From: Identification of neutral tumor evolution across cancer types

By varying the parameters of the simulation, we show that the analytical model can accurately identify neutrality of tumor growth and recover the mutation rate in the face of (a) different numbers of clonal mutations and (b) different detection limits, and that we can correct for normal contamination accurately (to within 5%) for contamination below 30% (c,d). (e,f) The effect of varying read depth.

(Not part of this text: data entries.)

//! Client for a GoTrue-compatible identity provider (Supabase Auth).
//!
//! The provider owns identities and issues sessions. This module only speaks
//! its REST contract: PKCE authorize URL, code exchange, user lookup, admin
//! deletion and sign-out.

use std::time::Duration;

use chrono::{DateTime, Utc};
use oauth2::PkceCodeChallenge;
use reqwest::{Client, RequestBuilder, StatusCode};
use serde::{Deserialize, Serialize};
use serde_json::json;
use thiserror::Error;
use url::Url;

#[derive(Debug, Error)]
pub enum IdentityError {
    #[error("Invalid identity provider URL: {0}")]
    InvalidUrl(#[from] url::ParseError),

    #[error("HTTP client error: {0}")]
    Http(#[from] reqwest::Error),

    #[error("Identity provider rejected the request: {0}")]
    Rejected(String),

    #[error("Identity provider returned unexpected status {0}")]
    UnexpectedStatus(StatusCode),
}

/// Tokens issued by the provider for one signed-in identity.
#[derive(Debug, Clone, PartialEq, Eq, Serialize, Deserialize)]
pub struct Session {
    pub access_token: String,
    pub refresh_token: String,
    /// Unix timestamp (seconds).
    pub expires_at: Option<i64>,
}

/// Authentication record owned by the provider.
#[derive(Debug, Clone, PartialEq, Eq)]
pub struct Identity {
    pub id: String,
    pub email: Option<String>,
    pub provider: Option<String>,
    pub last_sign_in_at: Option<DateTime<Utc>>,
}

#[derive(Debug)]
pub struct AuthorizationDetails {
    pub url: String,
    pub pkce_verifier: String,
}

#[async_trait::async_trait]
#[cfg_attr(any(test, feature = "testing"), mockall::automock)]
pub trait IdentityProvider: Send + Sync {
    /// Builds the social sign-in URL for `provider` along with the PKCE
    /// verifier that must be presented at code exchange.
    fn authorization_details(&self, provider: &str, redirect_to: &str) -> Result<AuthorizationDetails, IdentityError>;

    /// Exchanges an authorization code for a session.
    async fn exchange_code(&self, code: &str, code_verifier: Option<String>) -> Result<Session, IdentityError>;

    /// Resolves the identity behind a session. `Ok(None)` when the provider no
    /// longer recognizes the session or its user.
    async fn get_identity(&self, session: &Session) -> Result<Option<Identity>, IdentityError>;

    /// Deletes an identity. Deleting an identity that no longer exists succeeds.
    async fn delete_identity(&self, id: &str) -> Result<(), IdentityError>;

    /// Revokes a session. An already revoked session succeeds.
    async fn sign_out(&self, session: &Session) -> Result<(), IdentityError>;
}

#[derive(Deserialize)]
struct TokenResponse {
    access_token: String,
    refresh_token: String,
    expires_at: Option<i64>,
}

#[derive(Deserialize)]
struct UserResponse {
    id: String,
    email: Option<String>,
    #[serde(default)]
    app_metadata: AppMetadata,
    last_sign_in_at: Option<DateTime<Utc>>,
}

#[derive(Deserialize, Default)]
struct AppMetadata {
    provider: Option<String>,
}

impl From<UserResponse> for Identity {
    fn from(user: UserResponse) -> Self {
        Self {
            id: user.id,
            email: user.email,
            provider: user.app_metadata.provider,
            last_sign_in_at: user.last_sign_in_at,
        }
    }
}

#[derive(Debug, Clone)]
pub struct GoTrueClient {
    http: Client,
    base_url: Url,
    anon_key: String,
    service_role_key: String,
}

impl GoTrueClient {
    pub fn new(
        base_url: &str,
        anon_key: String,
        service_role_key: String,
        timeout: Duration,
    ) -> Result<Self, IdentityError> {
        let mut base_url = Url::parse(base_url)?;
        if !base_url.path().ends_with('/') {
            let path = format!("{}/", base_url.path());
            base_url.set_path(&path);
        }

        let http = Client::builder().timeout(timeout).build()?;

        Ok(Self { http, base_url, anon_key, service_role_key })
    }

    fn endpoint(&self, path: &str) -> Result<Url, IdentityError> {
        Ok(self.base_url.join(path)?)
    }

    fn with_anon_key(&self, request: RequestBuilder) -> RequestBuilder {
        request.header("apikey", &self.anon_key)
    }

    fn with_service_role(&self, request: RequestBuilder) -> RequestBuilder {
        request.header("apikey", &self.service_role_key).bearer_auth(&self.service_role_key)
    }
}

#[async_trait::async_trait]
impl IdentityProvider for GoTrueClient {
    fn authorization_details(&self, provider: &str, redirect_to: &str) -> Result<AuthorizationDetails, IdentityError> {
        let (challenge, verifier) = PkceCodeChallenge::new_random_sha256();

        let mut url = self.endpoint("auth/v1/authorize")?;
        url.query_pairs_mut()
            .append_pair("provider", provider)
            .append_pair("redirect_to", redirect_to)
            .append_pair("code_challenge", challenge.as_str())
            .append_pair("code_challenge_method", "s256");

        tracing::debug!(provider, "Generated authorization URL");

        Ok(AuthorizationDetails { url: url.to_string(), pkce_verifier: verifier.secret().to_string() })
    }

    async fn exchange_code(&self, code: &str, code_verifier: Option<String>) -> Result<Session, IdentityError> {
        let mut url = self.endpoint("auth/v1/token")?;
        url.query_pairs_mut().append_pair("grant_type", "pkce");

        let response = self
            .with_anon_key(self.http.post(url))
            .json(&json!({ "auth_code": code, "code_verifier": code_verifier.unwrap_or_default() }))
            .send()
            .await?;

        let status = response.status();
        if status.is_client_error() {
            let body = response.text().await.unwrap_or_default();
            tracing::warn!(%status, "Authorization code exchange rejected");
            return Err(IdentityError::Rejected(body));
        }
        if !status.is_success() {
            return Err(IdentityError::UnexpectedStatus(status));
        }

        let token: TokenResponse = response.json().await?;

        Ok(Session { access_token: token.access_token, refresh_token: token.refresh_token, expires_at: token.expires_at })
    }

    async fn get_identity(&self, session: &Session) -> Result<Option<Identity>, IdentityError> {
        let response = self
            .with_anon_key(self.http.get(self.endpoint("auth/v1/user")?))
            .bearer_auth(&session.access_token)
            .send()
            .await?;

        match response.status() {
            status if status.is_success() => Ok(Some(response.json::<UserResponse>().await?.into())),
            StatusCode::UNAUTHORIZED | StatusCode::FORBIDDEN | StatusCode::NOT_FOUND => Ok(None),
            status => Err(IdentityError::UnexpectedStatus(status)),
        }
    }

    async fn delete_identity(&self, id: &str) -> Result<(), IdentityError> {
        let url = self.endpoint(&format!("auth/v1/admin/users/{id}"))?;
        let response = self.with_service_role(self.http.delete(url)).send().await?;

        match response.status() {
            status if status.is_success() => Ok(()),
            StatusCode::NOT_FOUND => {
                tracing::debug!(identity_id = id, "Identity already deleted");
                Ok(())
            },
            status => Err(IdentityError::UnexpectedStatus(status)),
        }
    }

    async fn sign_out(&self, session: &Session) -> Result<(), IdentityError> {
        let response = self
            .with_anon_key(self.http.post(self.endpoint("auth/v1/logout")?))
            .bearer_auth(&session.access_token)
            .send()
            .await?;

        match response.status() {
            status if status.is_success() => Ok(()),
            StatusCode::UNAUTHORIZED | StatusCode::FORBIDDEN | StatusCode::NOT_FOUND => Ok(()),
            status => Err(IdentityError::UnexpectedStatus(status)),
        }
    }
}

Less accurate mutation rate estimates were achieved at low read depth (<25) and poorer fits of the analytical model. (g,h) The effect of mutation rate: lower mutation rates lead to poorer model fits and a higher variance in the mutation estimate because fewer variants are available to fit the model. (i,j) The effect of growth rate λ: the variance in the mutation rate estimate increases as tumor growth slows (l decreases) and the fit of the model becomes worse. The offspring probability distributions for the different values of λ were Pλ= ln(2) = (p0 = 0, p1 = 0, p2 = 1), Pλ = ln(1.8) = (p0 = 0.05, p1 = 0.1, p2 = 0.85), Pλ= ln(1.6) = (p0 = 0.1, p1 = 0.2, p2 = 0.7), Pλ= ln(1.4) = (p0 = 0.2, p1 = 0.2, p2 = 0.6) and Pλ = ln(2) = (p0 = 0.2, p1 = 0.4, p2 = 0.4).